Segment Start: INPUT

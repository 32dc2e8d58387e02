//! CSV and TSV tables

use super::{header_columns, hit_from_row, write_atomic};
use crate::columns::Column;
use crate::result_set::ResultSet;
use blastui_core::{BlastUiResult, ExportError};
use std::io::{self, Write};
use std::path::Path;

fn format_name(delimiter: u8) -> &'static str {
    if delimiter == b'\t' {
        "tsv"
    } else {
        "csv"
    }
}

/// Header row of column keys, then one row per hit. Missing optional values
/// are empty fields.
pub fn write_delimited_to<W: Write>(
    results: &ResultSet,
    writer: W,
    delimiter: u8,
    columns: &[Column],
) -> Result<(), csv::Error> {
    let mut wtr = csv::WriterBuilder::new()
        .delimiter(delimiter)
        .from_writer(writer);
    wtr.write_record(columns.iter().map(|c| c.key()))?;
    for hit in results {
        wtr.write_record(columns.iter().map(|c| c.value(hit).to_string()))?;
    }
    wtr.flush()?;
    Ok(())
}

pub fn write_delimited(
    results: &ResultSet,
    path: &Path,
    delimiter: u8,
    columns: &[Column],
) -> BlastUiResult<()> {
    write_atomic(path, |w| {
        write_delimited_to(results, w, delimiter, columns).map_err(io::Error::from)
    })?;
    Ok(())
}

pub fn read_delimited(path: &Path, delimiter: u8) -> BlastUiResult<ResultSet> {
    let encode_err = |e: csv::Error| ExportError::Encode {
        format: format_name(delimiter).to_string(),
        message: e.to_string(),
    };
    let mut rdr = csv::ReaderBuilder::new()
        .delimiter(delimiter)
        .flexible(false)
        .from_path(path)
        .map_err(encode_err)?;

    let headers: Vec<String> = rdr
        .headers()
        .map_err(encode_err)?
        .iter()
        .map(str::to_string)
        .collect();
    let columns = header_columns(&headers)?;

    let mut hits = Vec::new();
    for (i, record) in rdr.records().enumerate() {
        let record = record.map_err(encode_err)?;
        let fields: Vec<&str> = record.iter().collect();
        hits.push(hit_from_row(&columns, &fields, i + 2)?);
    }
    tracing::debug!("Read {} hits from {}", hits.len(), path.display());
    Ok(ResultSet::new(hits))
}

Segment End: INPUT

Retype the first line of the entries and every line after it, please, through the line that contains "let mut wtr = csv::WriterBuilder::new()". Add nothing.

TASK SOLUTION:
repository 32dc2e8d58387e02
//! CSV and TSV tables

use super::{header_columns, hit_from_row, write_atomic};
use crate::columns::Column;
use crate::result_set::ResultSet;
use blastui_core::{BlastUiResult, ExportError};
use std::io::{self, Write};
use std::path::Path;

fn format_name(delimiter: u8) -> &'static str {
    if delimiter == b'\t' {
        "tsv"
    } else {
        "csv"
    }
}

/// Header row of column keys, then one row per hit. Missing optional values
/// are empty fields.
pub fn write_delimited_to<W: Write>(
    results: &ResultSet,
    writer: W,
    delimiter: u8,
    columns: &[Column],
) -> Result<(), csv::Error> {
    let mut wtr = csv::WriterBuilder::new()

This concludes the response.